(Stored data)

= = =

use std::path::PathBuf;
use std::sync::Arc;
use std::time::Duration;

use clap::{Parser, Subcommand, ValueEnum};
use tilexr_common::{GRID_SIZE, TILE_WORLD_SIZE, TileCoord, ZoneCoord};
use tilexr_compositor::{CompositorConfig, SimulatedRuntime, XrSubsystem};
use tilexr_geometry::{GeometryUploader, SnapshotExchange};
use tilexr_partition::ZonePartitioner;
use tilexr_render::{
    GraphicsContext, HeadlessContext, LeaseOwner, RenderTarget, SharedContextArbiter, ViewPass,
    Viewport,
};
use tilexr_render_wgpu::WgpuContext;
use tilexr_world::{Occupant, Terrain, WallEdge, WorldGrid};
use tracing_subscriber::EnvFilter;

const SURFACE_2D: (u32, u32) = (640, 640);

#[derive(Parser)]
#[command(name = "tilexr-cli", about = "CLI tool for tilexr operations")]
struct Cli {
    /// Enable verbose logging
    #[arg(short, long)]
    verbose: bool,

    #[command(subcommand)]
    command: Commands,
}

#[derive(Subcommand)]
enum Commands {
    /// Print version and crate info
    Info,
    /// Print the effective compositor config as JSON
    Config {
        /// Config file to load and validate (defaults are printed otherwise)
        #[arg(short, long)]
        path: Option<PathBuf>,
    },
    /// Run the game loop, upload cycles and the XR compositor against a
    /// simulated runtime
    Simulate {
        /// Number of game-logic ticks
        #[arg(short, long, default_value = "240")]
        ticks: u64,
        /// Milliseconds per game-logic tick
        #[arg(long, default_value = "16")]
        tick_ms: u64,
        #[arg(short, long, value_enum, default_value = "headless")]
        backend: Backend,
        #[arg(short, long)]
        config: Option<PathBuf>,
        /// Milliseconds the 2D renderer holds the context each tick
        #[arg(long, default_value = "0")]
        hold_2d_ms: u64,
        /// Frames the runtime asks to skip right after start
        #[arg(long, default_value = "0")]
        skip_frames: u32,
        /// Lose the session after this many frames
        #[arg(long)]
        lose_after: Option<u64>,
    },
}

#[derive(Clone, Copy, ValueEnum)]
enum Backend {
    Headless,
    Wgpu,
}

struct SimulateArgs {
    ticks: u64,
    tick: Duration,
    hold_2d: Duration,
    skip_frames: u32,
    lose_after: Option<u64>,
}

fn main() -> anyhow::Result<()> {
    let cli = Cli::parse();

    let filter = if cli.verbose { "debug" } else { "info" };
    tracing_subscriber::fmt()
        .with_env_filter(EnvFilter::new(filter))
        .init();

    match cli.command {
        Commands::Info => {
            println!("tilexr-cli v{}", env!("CARGO_PKG_VERSION"));
            println!("common: {}", tilexr_common::crate_info());
            println!("world: {}", tilexr_world::crate_info());
            println!("partition: {}", tilexr_partition::crate_info());
            println!("geometry: {}", tilexr_geometry::crate_info());
            println!("render: {}", tilexr_render::crate_info());
            println!("render-wgpu: {}", tilexr_render_wgpu::crate_info());
            println!("compositor: {}", tilexr_compositor::crate_info());
        }
        Commands::Config { path } => {
            let config = load_config(path)?;
            println!("{}", config.to_json_pretty()?);
        }
        Commands::Simulate {
            ticks,
            tick_ms,
            backend,
            config,
            hold_2d_ms,
            skip_frames,
            lose_after,
        } => {
            let config = load_config(config)?;
            let args = SimulateArgs {
                ticks,
                tick: Duration::from_millis(tick_ms),
                hold_2d: Duration::from_millis(hold_2d_ms),
                skip_frames,
                lose_after,
            };
            match backend {
                Backend::Headless => simulate(HeadlessContext::new(), config, args)?,
                Backend::Wgpu => {
                    let context = wgpu_context(&config)?;
                    simulate(context, config, args)?;
                }
            }
        }
    }

    Ok(())
}

fn load_config(path: Option<PathBuf>) -> anyhow::Result<CompositorConfig> {
    Ok(match path {
        Some(path) => CompositorConfig::load(&path)?,
        None => CompositorConfig::default(),
    })
}

/// Offscreen wgpu context with every simulated swapchain image and the 2D
/// surface registered as targets.
fn wgpu_context(config: &CompositorConfig) -> anyhow::Result<WgpuContext> {
    let mut context = WgpuContext::headless(tilexr_render_wgpu::TARGET_FORMAT)?;
    let extent = config.swapchain;
    for image in 0..SimulatedRuntime::SWAPCHAIN_IMAGES {
        for eye in 0..2 {
            context.create_offscreen_target(
                RenderTarget::Swapchain { image, eye },
                extent.width,
                extent.height,
            );
        }
    }
    context.create_offscreen_target(RenderTarget::Surface2d, SURFACE_2D.0, SURFACE_2D.1);
    Ok(context)
}

/// A walled floor with a few props, so every zone has geometry.
fn build_world() -> anyhow::Result<WorldGrid> {
    let mut world = WorldGrid::new();
    let size = GRID_SIZE as u16;
    for x in 0..size {
        for y in 0..size {
            world.set_terrain(TileCoord::new(0, x, y), Some(Terrain::new((x ^ y) % 8)))?;
        }
    }
    for i in 0..size {
        let wall = |edge| Occupant::Wall {
            edge,
            height: 2.0,
            material: 11,
        };
        world.add_occupant(TileCoord::new(0, i, 0), wall(WallEdge::South))?;
        world.add_occupant(TileCoord::new(0, i, size - 1), wall(WallEdge::North))?;
    }
    for zone in ZoneCoord::all() {
        let (x, y) = zone.tile_origin();
        world.add_occupant(
            TileCoord::new(0, x + 3, y + 3),
            Occupant::Decoration {
                offset: [0.5, 0.5],
                size: 0.4,
                height: 1.2,
                material: 20 + u16::from(zone.x),
            },
        )?;
    }
    Ok(world)
}

/// One 2D frame: a top-down pass over the whole grid with no zone draws.
fn draw_2d<C: GraphicsContext>(arbiter: &SharedContextArbiter<C>, hold: Duration) -> anyhow::Result<()> {
    let extent = GRID_SIZE as f32 * TILE_WORLD_SIZE;
    let view_proj = glam::Mat4::orthographic_rh(0.0, extent, 0.0, extent, -100.0, 100.0)
        * glam::Mat4::from_rotation_x(std::f32::consts::FRAC_PI_2);
    let mut lease = arbiter.acquire_exclusive(LeaseOwner::Renderer2d);
    lease.begin_view(&ViewPass {
        target: RenderTarget::Surface2d,
        viewport: Viewport::full(SURFACE_2D.0, SURFACE_2D.1),
        view_proj,
    })?;
    lease.flush()?;
    if !hold.is_zero() {
        std::thread::sleep(hold);
    }
    Ok(())
}

fn simulate<C: GraphicsContext + 'static>(
    context: C,
    config: CompositorConfig,
    args: SimulateArgs,
) -> anyhow::Result<()> {
    let mut world = build_world()?;
    world.drain_events();
    let partitioner = ZonePartitioner::new();
    partitioner.mark_all_dirty();
    let exchange = Arc::new(SnapshotExchange::new());
    let mut uploader = GeometryUploader::new();
    let report = uploader.run_cycle(&world, &partitioner, &exchange);
    println!(
        "Initial snapshot: zones={}, failed={}, elapsed={:?}",
        report.rebuilt.len(),
        report.failed.len(),
        report.elapsed
    );

    let arbiter = Arc::new(SharedContextArbiter::new(context, config.arbiter_config()));
    let runtime = SimulatedRuntime::new();
    let sim = runtime.handle();
    sim.skip_next_frames(args.skip_frames);
    if let Some(frames) = args.lose_after {
        sim.lose_session_after(frames);
    }

    let start_on_launch = config.start_on_launch;
    let mut xr = XrSubsystem::new(runtime, Arc::clone(&arbiter), Arc::clone(&exchange), config);
    let updates = xr.subscribe();
    if start_on_launch {
        xr.start()?;
    }

    let size = GRID_SIZE as u64;
    for tick in 0..args.ticks {
        if !start_on_launch && tick == 1 {
            tracing::info!("starting XR subsystem on request");
            xr.start()?;
        }

        let index = tick.wrapping_mul(2_654_435_761) % (size * size);
        let tile = TileCoord::new(0, (index % size) as u16, (index / size) as u16);
        world.set_height(tile, 0.25 + (tick % 4) as f32 * 0.25)?;
        world.step();
        let events = world.drain_events();
        partitioner.mark_events(&events);
        let report = uploader.run_cycle(&world, &partitioner, &exchange);
        tracing::debug!(
            tick,
            rebuilt = report.rebuilt.len(),
            reused = report.reused,
            "upload cycle"
        );

        draw_2d(&arbiter, args.hold_2d)?;
        std::thread::sleep(args.tick);
    }

    let active = xr.is_active();
    xr.stop();

    for update in updates.try_iter() {
        println!(
            "{} -> {} ({}){}",
            update.previous,
            update.state,
            update.display().label(),
            update
                .reason
                .as_deref()
                .map(|r| format!(": {r}"))
                .unwrap_or_default()
        );
    }

    let stats = xr.stats();
    let counters = sim.counters();
    let pool = uploader.pool_stats();
    let lease_stats = arbiter.stats();
    println!("Compositor active at end: {active}");
    println!(
        "Frames: rendered={}, skipped={}, dropped={} (contention={}, submit={}, render={}), draws={}",
        stats.rendered,
        stats.skipped,
        stats.dropped(),
        stats.dropped_contention,
        stats.dropped_submit,
        stats.dropped_render,
        stats.draw_calls
    );
    println!(
        "Frame time: avg={:?}, max={:?}; losses={}, reconnects={}",
        stats.avg_frame, stats.max_frame, stats.session_losses, stats.reconnects
    );
    println!(
        "Runtime: layers={}, skips={}, images acquired={} released={}",
        counters.layers_submitted,
        counters.skips_submitted,
        counters.images_acquired,
        counters.images_released
    );
    println!(
        "Lease: exclusive={}, contended={}, grace overruns={}",
        lease_stats.exclusive_grants, lease_stats.contended, lease_stats.grace_overruns
    );
    println!(
        "Buffer pool: allocated={}, reused={}, returned={}, available={}",
        pool.allocated, pool.reused, pool.returned, pool.available
    );
    println!(
        "GPU buffers resident after stop: {}",
        arbiter.acquire_shared(LeaseOwner::Lifecycle).resident_buffers()
    );

    let violations = sim.violations();
    if !violations.is_empty() {
        anyhow::bail!("runtime protocol violations: {}", violations.join("; "));
    }
    Ok(())
}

= = =

- _AIM OF THE TASK_
Among the records above, find the lines that contain "WallEdge" and copy every one.

- _EXERCISE RESPONSE_
use tilexr_world::{Occupant, Terrain, WallEdge, WorldGrid};
        world.add_occupant(TileCoord::new(0, i, 0), wall(WallEdge::South))?;
        world.add_occupant(TileCoord::new(0, i, size - 1), wall(WallEdge::North))?;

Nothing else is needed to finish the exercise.